Dozens of such stories - told by people who saw a giant tsunami rip through their villages, homes and kill family members - are being recorded in a book.
Samoan writer and teacher Lani Wendt Young has been commissioned to take down the stories of hundreds of people affected by the tsunami that killed almost 200 people in Samoa, Tonga and American Samoa on September 29 last year.
Ms Wendt Young, 36, has spent the past two months visiting villages on the southern coast of Samoa's Upolu Island, talking to survivors and hearing the devastating situations people faced that day.
She will travel to American Samoan and then to Tonga's Niuatoputapu Island in a few weeks to do the same.
"You ask people what the wave looked like and sounded like. Our people say: 'It was a beast that jumped out of the sea and crept towards us.' 'It growled like a demon.' 'It was a thief that came to steal us.' ... 'It moved like fire over the land,"' she said.
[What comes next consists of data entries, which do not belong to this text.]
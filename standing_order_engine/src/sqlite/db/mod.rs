//! # SQLite Database methods
//!
//! This module contains "low-level" SQLite database interactions.
//!
//! All these interaction are maintained by simple functions (rather than stateful structs) that accept a
//! `&mut SqliteConnection` argument. Callers can obtain a connection from a pool,
//! or create an atomic transaction as the need arises and call through to the functions without any other changes.
use std::{env, time::Duration};

use log::info;
use sqlx::{sqlite::SqlitePoolOptions, Error as SqlxError, SqlitePool};

pub mod catalog;
pub mod line_items;
pub mod notifications;
pub mod orders;
pub mod standing_orders;
pub mod variants;

const SQLITE_DB_URL: &str = "sqlite://data/standing_orders.db";
/// No step in the placement job should wait on the pool indefinitely.
const ACQUIRE_TIMEOUT: Duration = Duration::from_secs(10);

pub fn db_url() -> String {
    let result = env::var("SOW_DATABASE_URL").unwrap_or_else(|_| {
        info!("SOW_DATABASE_URL is not set. Using the default.");
        SQLITE_DB_URL.to_string()
    });
    info!("Using database URL: {result}");
    result
}

pub async fn new_pool(url: &str, max_connections: u32) -> Result<SqlitePool, SqlxError> {
    let pool = SqlitePoolOptions::new()
        .max_connections(max_connections)
        .acquire_timeout(ACQUIRE_TIMEOUT)
        .connect(url)
        .await?;
    Ok(pool)
}
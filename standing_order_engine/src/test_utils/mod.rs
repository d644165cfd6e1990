pub mod fixtures;
pub mod hooks;
pub mod prepare_env;
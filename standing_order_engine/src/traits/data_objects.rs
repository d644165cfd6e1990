use chrono::{DateTime, Utc};
use serde::{Deserialize, Serialize};

use crate::db_types::{Money, OrderId, PaymentMethodId, ShippingMethodId};

/// The payment to attach to an order when it completes checkout. The payment is recorded in the `checkout` state and
/// is never processed by the engine.
#[derive(Debug, Clone, Copy, PartialEq, Eq, Serialize, Deserialize)]
pub struct PaymentAttachment {
    pub payment_method_id: PaymentMethodId,
    pub amount: Money,
}

/// Everything the checkout workflow resolved for an order. Backends persist this in a single atomic transaction.
#[derive(Debug, Clone, PartialEq, Eq, Serialize, Deserialize)]
pub struct CheckoutCompletion {
    pub order_id: OrderId,
    pub shipping_method_id: ShippingMethodId,
    pub item_total: Money,
    pub total: Money,
    pub payment: PaymentAttachment,
    pub completed_at: DateTime<Utc>,
}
"Many families spoke at length for an hour or more about the waves, the digging for their family, the hospital, the morgue, the burials and their attempts to rebuild."
Ms Wendt Young said she had spoken to children whose parents had been killed, mothers and fathers whose children were literally forced out of their hands by the wave, and elderly folk whose grandchildren had piggy-backed them to higher ground. And there are hundreds of stories like those, she says.
"[I] met a fisherman called Oselani from Saleaumua. He was out fishing on his paopao [canoe] when the wave came and took him with it. He should have died.
"He ended up in a tree several villages over. He tells me that he knows what a galu afi [tsunami] is, because the water is hot, and it makes people sick ... it burns them inside ... the dead people from his village - their skin was peeling off like they had been burned," she said.
The book aims to record the survivors' stories so future generations will not only be able to read about the 2009 tsunami, but feel what so many have gone through.
The niece of celebrated Pacific Island poet and author Albert Wendt said the pressure to perform was immediate.
"People's nightmares become your own. I don't know if I will ever look at the sea the same again."